-
-
Notifications
You must be signed in to change notification settings - Fork 55.4k
Description
Description
When streamMode is set to "block" on the Telegram channel, long model replies arrive on Telegram as a single final message with garbled/corrupted text (missing spaces, words merged, broken markdown). The draft stream preview visible in the local Dashboard GUI shows progressively longer replacements of the message, but Telegram itself does not show progressive updates — it only receives the final (already garbled) message. The garbled final state in the dashboard matches what Telegram receives.
Steps to Reproduce
- Configure Telegram channel with
streamMode: "block"(private chat) - Send a message that triggers a long response (e.g., a code analysis question)
- Observe the local dashboard showing progressively longer message updates
- The final message in both dashboard and Telegram is garbled
Observed Behavior
The initial short reply appears clean. As the model continues generating, the dashboard draft preview grows. The final delivered message contains:
- Code snippets merged into prose without spaces
- Internal analysis/tool output leaking into reply text
- Markdown syntax broken (backticks without spaces, headers merged with text)
Root Cause Analysis
Architecture Overview
When streamMode: "block" is active in a private Telegram chat:
- Draft stream is created (
createTelegramDraftStream) with a 4096-char cap - Draft chunker (
EmbeddedBlockChunker) withminChars: 200,maxChars: 800,breakPreference: "paragraph"controls when the draft preview updates - Block streaming is disabled (
disableBlockStreaming = true— line 156-158 inbot-message-dispatch.ts) because the draft stream handles the preview instead - The final reply comes from
deliverReplies()using the accumulatedassistantTextspayloads
The Draft Stream Path (Preview Only)
In bot-message-dispatch.ts lines 99-136, updateDraftFromPartial:
- Each
onPartialReplycallback receives the cumulative cleaned text from the agent - A delta is extracted:
delta = text.slice(lastPartialText.length)(line 113) - The delta is fed to
draftChunker.append(delta)(line 128) - The chunker drains to
draftText += chunkand callsdraftStream.update(draftText)(lines 131-133) - The draft stream is throttled (300ms) and capped at 4096 chars (line 45-49 in
draft-stream.ts)
Key: When draftText exceeds 4096 chars, sendDraft sets stopped = true and logs a warning. After this, the draft stream silently stops updating. The last preview in the dashboard is whatever was sent before the cap was hit.
The Final Reply Path
Since disableBlockStreaming = true, the block reply pipeline is not active. Instead:
- The embedded agent accumulates text in
assistantTexts[]viapi-embedded-subscribe.handlers.messages.ts - On
message_end, the full text is extracted from the assistant message buildReplyPayloads()processes the final payloads- Since
blockStreamingEnabledis false (due to draft stream),shouldDropFinalPayloadsis false — the final payloads are used deliverReplies()sends the final text throughmarkdownToTelegramChunks→sendTelegramText
Where Garbling Occurs — Two Suspect Paths
Path A: Draft Stream Truncation → Stale Dashboard Preview
When the response exceeds 4096 chars in the draft stream:
stopped = truefreezes the preview at a partial state- But the dashboard UI may show the frozen preview as the "current" message
- The actual final delivery via
deliverReplies()sends the correct full text - If the dashboard is showing the draft preview (not the delivered message), the garbling is a display issue
Path B: Non-Monotonic Stream Handling (the likely culprit)
In updateDraftFromPartial (lines 112-118):
if (text.startsWith(lastPartialText)) {
delta = text.slice(lastPartialText.length);
} else {
// Streaming buffer reset (or non-monotonic stream).
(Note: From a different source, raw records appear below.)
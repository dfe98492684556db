//! Single-shot mutation commands.
//!
//! # Responsibility
//! - Validate typed arguments against current model state.
//! - Apply one mutation and report a user-facing message.
//!
//! # Invariants
//! - A command either applies fully or leaves the model untouched.
//! - Commands never raise `ValidationError`; malformed values are rejected
//!   when arguments are constructed.
//! - Logged events carry metadata only, never person details.

use crate::model::appointment::Appointment;
use crate::model::person::Person;
use crate::registry::address_book::RegistryError;
use crate::service::model_manager::Model;
use log::{info, warn};
use serde::Serialize;
use std::error::Error;
use std::fmt::{Display, Formatter};
use std::time::Instant;

mod appointment_commands;
mod edit_appointment;
mod index;
pub mod messages;
mod person_commands;
mod view_commands;

pub use appointment_commands::{AddAppointmentCommand, DeleteAppointmentCommand};
pub use edit_appointment::{EditAppointmentCommand, EditAppointmentDescriptor};
pub use index::Index;
pub use person_commands::{AddPersonCommand, DeletePersonCommand, EditPersonCommand, EditPersonDescriptor};
pub use view_commands::{ClearCommand, FindCommand, ListCommand};

pub type CommandResult<T> = Result<T, CommandError>;

/// Success case of a command run.
#[derive(Debug, Clone, PartialEq, Eq)]
pub struct CommandOutput {
    /// Shown verbatim by presentation.
    pub message: String,
}

impl CommandOutput {
    pub fn new(message: impl Into<String>) -> Self {
        Self {
            message: message.into(),
        }
    }
}

/// Stable, machine-readable failure category.
#[derive(Debug, Clone, Copy, PartialEq, Eq, Hash, Serialize)]
#[serde(rename_all = "snake_case")]
pub enum CommandErrorKind {
    InvalidPersonIndex,
    InvalidAppointmentIndex,
    DuplicatePerson,
    DuplicateAppointment,
    PersonNotFound,
}

impl CommandErrorKind {
    pub fn as_str(self) -> &'static str {
        match self {
            Self::InvalidPersonIndex => "invalid_person_index",
            Self::InvalidAppointmentIndex => "invalid_appointment_index",
            Self::DuplicatePerson => "duplicate_person",
            Self::DuplicateAppointment => "duplicate_appointment",
            Self::PersonNotFound => "person_not_found",
        }
    }
}

/// Failure case of a command run. `Display` is the user-facing message.
#[derive(Debug, Clone, Copy, PartialEq, Eq)]
pub enum CommandError {
    InvalidPersonIndex,
    InvalidAppointmentIndex,
    DuplicatePerson,
    DuplicateAppointment,
    PersonNotFound,
}

impl CommandError {
    pub fn kind(&self) -> CommandErrorKind {
        match self {
            Self::InvalidPersonIndex => CommandErrorKind::InvalidPersonIndex,
            Self::InvalidAppointmentIndex => CommandErrorKind::InvalidAppointmentIndex,
            Self::DuplicatePerson => CommandErrorKind::DuplicatePerson,
            Self::DuplicateAppointment => CommandErrorKind::DuplicateAppointment,
            Self::PersonNotFound => CommandErrorKind::PersonNotFound,
        }
    }
}

impl Display for CommandError {
    fn fmt(&self, f: &mut Formatter<'_>) -> std::fmt::Result {
        let message = match self {
            Self::InvalidPersonIndex => messages::MESSAGE_INVALID_PERSON_DISPLAYED_INDEX,
            Self::InvalidAppointmentIndex => messages::MESSAGE_INVALID_APPOINTMENT_DISPLAYED_INDEX,
            Self::DuplicatePerson => messages::MESSAGE_DUPLICATE_PERSON,
            Self::DuplicateAppointment => messages::MESSAGE_DUPLICATE_APPOINTMENT,
            Self::PersonNotFound => messages::MESSAGE_PERSON_NOT_FOUND,
        };
        f.write_str(message)
    }
}

impl Error for CommandError {}

impl From<RegistryError> for CommandError {
    fn from(value: RegistryError) -> Self {
        match value {
            RegistryError::DuplicatePerson => Self::DuplicatePerson,
            RegistryError::PersonNotFound => Self::PersonNotFound,
        }
    }
}

/// One executable user intent with already-typed arguments.
pub trait Command {
    /// Short stable name used in log events.
    fn name(&self) -> &'static str;

    fn execute(&self, model: &mut dyn Model) -> CommandResult<CommandOutput>;
}

/// Executes `command` and emits one `command_execute` log event.
pub fn run_command(command: &dyn Command, model: &mut dyn Model) -> CommandResult<CommandOutput> {
    let started_at = Instant::now();
    let result = command.execute(model);
    match &result {
        Ok(_) => info!(
            "event=command_execute module=command command={} status=ok duration_ms={}",
            command.name(),
            started_at.elapsed().as_millis()
        ),
        Err(err) => warn!(
            "event=command_execute module=command command={} status=error error_kind={} duration_ms={}",
            command.name(),
            err.kind().as_str(),
            started_at.elapsed().as_millis()
        ),
    }
    result
}

/// Clones the person at `index` of the current filtered list.
fn resolve_person(model: &dyn Model, index: Index) -> CommandResult<Person> {
    model
        .filtered_person_list()
        .get(index.zero_based())
        .map(|person| (*person).clone())
        .ok_or(CommandError::InvalidPersonIndex)
}

/// Clones the appointment at `index` of `person`'s insertion-ordered list.
fn resolve_appointment(person: &Person, index: Index) -> CommandResult<Appointment> {
    person
        .appointments()
        .get(index.zero_based())
        .cloned()
        .ok_or(CommandError::InvalidAppointmentIndex)
}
Start fresh.
draftChunker?.reset();
draftText = "";
}
lastPartialText = text;When the provider's streaming is non-monotonic (the new cumulative text doesn't start with the previous), the chunker resets and draftText is cleared. But lastPartialText is set to the new (different) text. On the next delta:
text.startsWith(lastPartialText)may succeed- But
draftTextwas reset to"", so the next chunk starts from scratch - The gap between the old
draftTextand the new accumulation creates the garbling
This happens when:
- Auto-compaction triggers mid-stream (the provider rewrites the text buffer)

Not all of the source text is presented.